Op de omslag een groep jonge vrouwen in de bibliotheek van de lerarenopleiding Washinghton DC. 1899 (fragment). Foto Library of Congres, Francis Benjamin Johnston.
Geachte Donateurs,
Om maar met het slechte nieuws te beginnen: Arabesken is ook dit keer door omstandigheden te laat. Wij begrijpen dat dit heel vervelend is voor u, onze lezer!

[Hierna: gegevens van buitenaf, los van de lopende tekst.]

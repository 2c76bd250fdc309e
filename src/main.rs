//! Event task demo — hosted worker-thread integration.
//!
//! ```text
//! ┌──────────────┐  RX_BYTE (from_isr)  ┌──────────────────────────────┐
//! │ UART thread  │─────────────────────▶│  BlockingQueue (static)      │
//! └──────────────┘                      └──────────────┬───────────────┘
//!                                                      │ wait(timeout)
//!                                       ┌──────────────▼───────────────┐
//!                                       │  EventTask::run() loop       │
//!                                       │   RtuTransport  (poll: t3.5) │
//!                                       │   ServerChannel (process)    │
//!                                       └──────────────────────────────┘
//! ```
//!
//! A simulated UART thread posts received-byte events in bursts.  The
//! transport starts polling on the first byte of a burst, detects the
//! 3.5-character end-of-frame gap in its poll handler, stops polling and
//! hands the frame to the server channel.
//!
//! Environment:
//! - `MBEVENT_LOG`    — `env_logger` filter (default `info`)
//! - `MBEVENT_CONFIG` — JSON `TaskConfig` (optional)
#![deny(unused_must_use)]

use std::time::{Duration, Instant};

use anyhow::{Context, Result};
use log::{info, warn};

use mbevent::adapters::time::{Clock, SystemClock};
use mbevent::{
    BlockingQueue, Component, ComponentId, Event, EventId, EventPost, EventTask, TaskConfig,
    TaskContext,
};

/// Received-byte event raised by the UART "ISR".  Checked at compile time.
const RX_BYTE: EventId = EventId::user(16).unwrap();

const BAUDRATE: u32 = 19_200;
const FRAMES: usize = 5;
const BYTES_PER_FRAME: usize = 8;
const RUN_FOR: Duration = Duration::from_secs(2);

const LOG_ENV: &str = "MBEVENT_LOG";

static EVENTS: BlockingQueue = BlockingQueue::new();

// ── Transport ─────────────────────────────────────────────────

#[derive(Debug, Clone, Copy, PartialEq, Eq)]
enum RtuState {
    Init,
    Idle,
    Reception,
}

/// Inter-frame gap in microseconds (fixed 1750us above 19200 bps).
fn t3_5_us(baudrate: u32) -> u64 {
    if baudrate > 19_200 {
        1_750
    } else {
        u64::from(38_500_000_u32.div_ceil(baudrate))
    }
}

struct RtuTransport<C: Clock> {
    clock: C,
    channel: ComponentId,
    state: RtuState,
    last_rx_us: u64,
    gap_us: u64,
    rx_len: usize,
}

impl<C: Clock> Component for RtuTransport<C> {
    fn poll(&mut self, ctx: &mut TaskContext<'_>) {
        if self.clock.now_us().saturating_sub(self.last_rx_us) < self.gap_us {
            return;
        }
        match self.state {
            RtuState::Init => {
                // Traffic seen before the first gap is not a frame.
                info!("rtu: bus idle, ready for frames");
                self.state = RtuState::Idle;
                self.rx_len = 0;
            }
            RtuState::Reception => {
                info!("rtu: end of frame ({} bytes)", self.rx_len);
                self.state = RtuState::Idle;
                self.rx_len = 0;
                if let Err(e) = ctx.notify(EventId::PduReceived, self.channel) {
                    warn!("rtu: frame lost: {}", e);
                }
            }
            RtuState::Idle => {}
        }
        if let Err(e) = ctx.stop_polling() {
            warn!("rtu: cannot stop polling: {}", e);
        }
    }

    fn process(&mut self, event: &Event, ctx: &mut TaskContext<'_>) {
        if event.id != RX_BYTE {
            return;
        }
        self.last_rx_us = self.clock.now_us();
        self.rx_len += 1;
        if self.state == RtuState::Idle {
            self.state = RtuState::Reception;
            if let Err(e) = ctx.start_polling() {
                warn!("rtu: cannot start polling: {}", e);
            }
        }
    }

    fn name(&self) -> &'static str {
        "rtu"
    }
}

// ── Server channel ────────────────────────────────────────────

#[derive(Default)]
struct ServerChannel {
    served: u32,
}

impl Component for ServerChannel {
    fn process(&mut self, event: &Event, _ctx: &mut TaskContext<'_>) {
        if event.id == EventId::PduReceived {
            self.served += 1;
            info!("server: request #{} handled", self.served);
        }
    }

    fn name(&self) -> &'static str {
        "server"
    }
}

// ── Main ──────────────────────────────────────────────────────

fn load_config() -> Result<TaskConfig> {
    match std::env::var("MBEVENT_CONFIG") {
        Ok(json) => TaskConfig::from_json(&json).context("MBEVENT_CONFIG"),
        // Short idle timeout so the demo notices its deadline promptly.
        Err(_) => Ok(TaskConfig {
            idle_timeout_ms: 200,
            ..TaskConfig::default()
        }),
    }
}

fn main() -> Result<()> {
    env_logger::Builder::from_env(env_logger::Env::new().filter_or(LOG_ENV, "info"))
        .try_init()
        .context("installing console logger")?;

    let config = load_config()?;
    let mut task: EventTask<'_, _> = EventTask::new(&EVENTS, config)?;

    let server = task.attach(ServerChannel::default())?;
    let clock = SystemClock::new();
    let now = clock.now_us();
    let transport = task.attach(RtuTransport {
        clock,
        channel: server,
        state: RtuState::Init,
        last_rx_us: now,
        gap_us: t3_5_us(BAUDRATE),
        rx_len: 0,
    })?;

    // The transport waits out one inter-frame gap before accepting frames.
    task.queue()
        .post(Event::start_polling(transport), false)
        .context("posting initial StartPolling")?;

    let uart = std::thread::spawn(move || -> mbevent::Result<()> {
        std::thread::sleep(Duration::from_millis(50));
        for _ in 0..FRAMES {
            for _ in 0..BYTES_PER_FRAME {
                EVENTS.post(Event::new(RX_BYTE, transport), true)?;
                std::thread::sleep(Duration::from_micros(500));
            }
            std::thread::sleep(Duration::from_millis(100));
        }
        Ok(())
    });

    let deadline = Instant::now() + RUN_FOR;
    while Instant::now() < deadline {
        task.run()?;
    }

    uart.join()
        .map_err(|_| anyhow::anyhow!("UART thread panicked"))?
        .context("UART thread")?;

    let stats = task.stats();
    info!(
        "done: passes={} events={} processed={} polls={} violations={}",
        stats.passes, stats.events, stats.processed, stats.polls, stats.violations
    );
    Ok(())
}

Onze excuses daarvoor.
Wij, de redactie, beraden ons op hoe we beter met tegenzittende omstandigheden kunnen omgaan zodat we dit in de toekomst kunnen voorkomen.
Over slecht nieuws gesproken: wat ik in de krant lees, stemt mij zacht gezegd niet vrolijk. De toekomst ziet er niet rooskleurig uit. En dan moet ik denken aan de woorden die Couperus
schreef – u kent ze vast – ‘En het bewustzijn is over mij gekomen, dat ik niets anders ben dan een toeschouwer, en zelfs nog wel heel nutteloos.’ Het is voor sommigen een reden om het nieuws helemaal te mijden. Is dat niet een beetje hooghartig
of onverschillig? Uit onderzoek blijkt dat nieuwsmijders vaak aardige, gevoelige mensen zijn, die door de zorgelijke berichtenstroom zó kwaad of verdrietig worden, dat ze vermijdingsgedrag
gaan vertonen. Aan de andere kant zijn er types als bestsellerauteur Rolf Dobelli, die het nieuws volgen maar nutteloos en geestdodend vindt, zo meldt hij in zijn zelfhulpboek Het Nieuwsdieet. Je
kan ook gelijk in je bubbel gaan zitten. Of in je ivoren toren.
Schrijvers worstelen hiermee: moet je in eigen werk stelling nemen over de rauwe werkelijkheid, of blijf je vasthouden aan l’art pour l’art? Het verbaast me dan ook niet dat de uitdrukking ‘in een
ivoren toren zitten’ uit de literaire wereld komt. Literatuurcriticus Charles Sainte-Beuve introduceerde
de uitdrukking in 1837, toen hij over schrijver Alfred de Vigny schreef: ‘En Vigny trok zich voor de middag stilletjes terug als in zijn ivoren toren.’
Ook ik betrap mezelf erop dat ik minder vaak het nieuws lees, en vaker grijp naar de boekenbijlage. Daar las ik bijvoorbeeld een interview met de Spaanse schrijver Irene Vallejo over haar boek Uit liefde voor het lezen, Een pleidooi voor het lezen. ‘Verhalen helpen ons te overleven’, zegt ze hierin.
In deze Arabesken vindt u vele mooie, interessante verhalen. Over ons bezoek aan het Literatuurmuseum,
over de lievelingsschrijfster van Couperus, een column van Mohammed Benzakour over de boekenkast van Couperus, een verslag over de veiling van de bibliotheek van het Couperusmuseum,
wat Ilja Leonard Pfeijffer zo goed vindt aan De berg van licht en dan eindelijk de toespraak van Ellen Deckwitz bij de onthulling van de schrijverssteen voor Couperus.
Heeft u trouwens uw noodpakket al klaarliggen, waar de regering zo op aandringt? Volkskrantcolumnist
Julien Althuisius heeft nog wat aanvullingen op dit pakket om de boel wat minder vreugdeloos te maken: ‘[…] boeken. Koop ze en lees ze. In godsnaam.’